Microcosme - Les rêveursLes rêveurs

Je ne loupe pas une sortie d’un de mes auteurs BD fétiches. Ce n’est pas exactement une nouvelle sortie ici mais une réédition avec quelques pages-cadeau d’un album au format original, publié pour la première fois en 2014.

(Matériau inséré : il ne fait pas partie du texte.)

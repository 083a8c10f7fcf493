use std::path::{Path, PathBuf};

use anyhow::Result;
use clap::{Parser, Subcommand};

#[derive(Debug, Parser)]
#[command(name = "jobsift")]
#[command(about = "Job postings pipeline: scrape, filter, score, persist")]
struct Cli {
    #[command(subcommand)]
    command: Option<Commands>,
}

#[derive(Debug, Subcommand)]
enum Commands {
    /// Run the scrape pipeline once.
    Run,
    /// Summarize a persisted snapshot.
    Report {
        /// Snapshot file to read.
        #[arg(long, default_value = "data/jobs_latest.json")]
        file: PathBuf,
        /// Also write postings at or above --min-score to top_postings.json.
        #[arg(long)]
        export: bool,
        /// Score floor for --export.
        #[arg(long, default_value_t = jobsift_sync::DEFAULT_EXPORT_MIN_SCORE)]
        min_score: f64,
    },
}

#[tokio::main]
async fn main() -> Result<()> {
    tracing_subscriber::fmt()
        .with_env_filter(
            tracing_subscriber::EnvFilter::try_from_default_env()
                .unwrap_or_else(|_| "info".into()),
        )
        .init();

    let cli = Cli::parse();

    match cli.command.unwrap_or(Commands::Run) {
        Commands::Run => {
            let summary = jobsift_sync::run_once_from_env().await?;
            println!(
                "run complete: run_id={} found={} filtered={} saved={}",
                summary.run_id, summary.found_count, summary.filtered_count, summary.saved_count
            );
            for error in &summary.errors {
                eprintln!("  {error}");
            }
        }
        Commands::Report {
            file,
            export,
            min_score,
        } => {
            let values = jobsift_sync::load_snapshot_values(&file)?;
            print!("{}", jobsift_sync::render_report(&values));
            if export {
                let dir = file.parent().unwrap_or(Path::new("."));
                let count = jobsift_sync::export_top_postings(&values, dir, min_score)?;
                println!("exported {count} postings at or above {min_score:.2}");
            }
        }
    }

    Ok(())
}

Si les taches devenaient des personnages ? Qu’à cela ne tienne, ils formeront une petite tribu d’êtres un peu (beaucoup) cinglés composée de Jean-Jacques et de Brigitte. De beaucoup de Jean-Jacques de beaucoup de Brigitte. Parmi eux, un suicidaire, un autre qui annonce régulièrement la fin du monde, celui qui couche avec la femme du pote, un tueur en série, un chômeur, une femme facile, celui qui accepte que son pote couche avec sa femme, … entre autres. Ça grouille d’humour noir, de mauvaise foi, de cynisme, de sexe, de remarques graveleuses et de réflexions bien potaches ; l’absurde n’est pas en reste… il y a même quelques (rares) blagounettes mignonnettes. C’est un méli-mélo de n’importe quoi mais finalement comme les taches, ça peut donner quelque chose de (presque) joli et de très drôle. Attention, la couverture guillerette est trompeuse, c’est à ne pas mettre entre toutes les mains. Le pote Jean-Yves Ferri vient clore l’album après les quelques pages inédites de Larcenet. Ça se lit !

Petits exemples de dialogue :

  • Depuis que Brigitte m'a quitté, je dois m'occuper seul des mômes... C’est qu’on en a plein, en plus ! J’en peux plus, je vais crever !
  • Dur.
  • T’en as des mômes, toi ?
  • Nan.
  • T’en veux ? J’en ai en double.

 

  • Pute, pute, ppppute, morue ! Chuis le tueur en série et je vais te crever, poufiasse ! J’vais tellement t’égorger Que tu sentiras même pas quand je violerai tes restes démembrés !!
  • C'est peut-être un peu ambitieux comme programme, pour un premier rendez-vous, Jean-Jacques. Si nous commencions par dîner ?

 

  • Allons enfants de la patrieuh le jour de gloire est arrivéheu
  • Bin qu'est ce qui te prend ?
  • je ne sais pas… je… je crois que je deviens nationaliste…
  • Ah bin c'est ce qui arrive quand on est une des plus grosses taches du pays.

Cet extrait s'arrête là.